------ SUPPLIED MATERIAL ------
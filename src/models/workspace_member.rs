use serde::{Deserialize, Serialize};
use sqlx::FromRow;

/// Role given to the creator of a workspace.
pub const ADMIN_ROLE: &str = "ADMIN";

#[derive(Debug, Clone, PartialEq, Eq, FromRow, Serialize, Deserialize)]
pub struct WorkspaceMember {
    pub user_id: String,
    pub workspace_id: String,
    pub role: String,
}

impl WorkspaceMember {
    pub fn new(user_id: impl Into<String>, workspace_id: impl Into<String>, role: &str) -> Self {
        Self {
            user_id: user_id.into(),
            workspace_id: workspace_id.into(),
            role: role.to_uppercase(),
        }
    }

    pub fn admin(user_id: impl Into<String>, workspace_id: impl Into<String>) -> Self {
        Self::new(user_id, workspace_id, ADMIN_ROLE)
    }
}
------
[WHAT YOU WILL DO] Only the stretch of lines that begins with the one holding "pub struct WorkspaceMember" and ends with the last line above belongs in the answer; please write it out exactly.

[YOUR SOLUTION]
pub struct WorkspaceMember {
    pub user_id: String,
    pub workspace_id: String,
    pub role: String,
}

impl WorkspaceMember {
    pub fn new(user_id: impl Into<String>, workspace_id: impl Into<String>, role: &str) -> Self {
        Self {
            user_id: user_id.into(),
            workspace_id: workspace_id.into(),
            role: role.to_uppercase(),
        }
    }

    pub fn admin(user_id: impl Into<String>, workspace_id: impl Into<String>) -> Self {
        Self::new(user_id, workspace_id, ADMIN_ROLE)
    }
}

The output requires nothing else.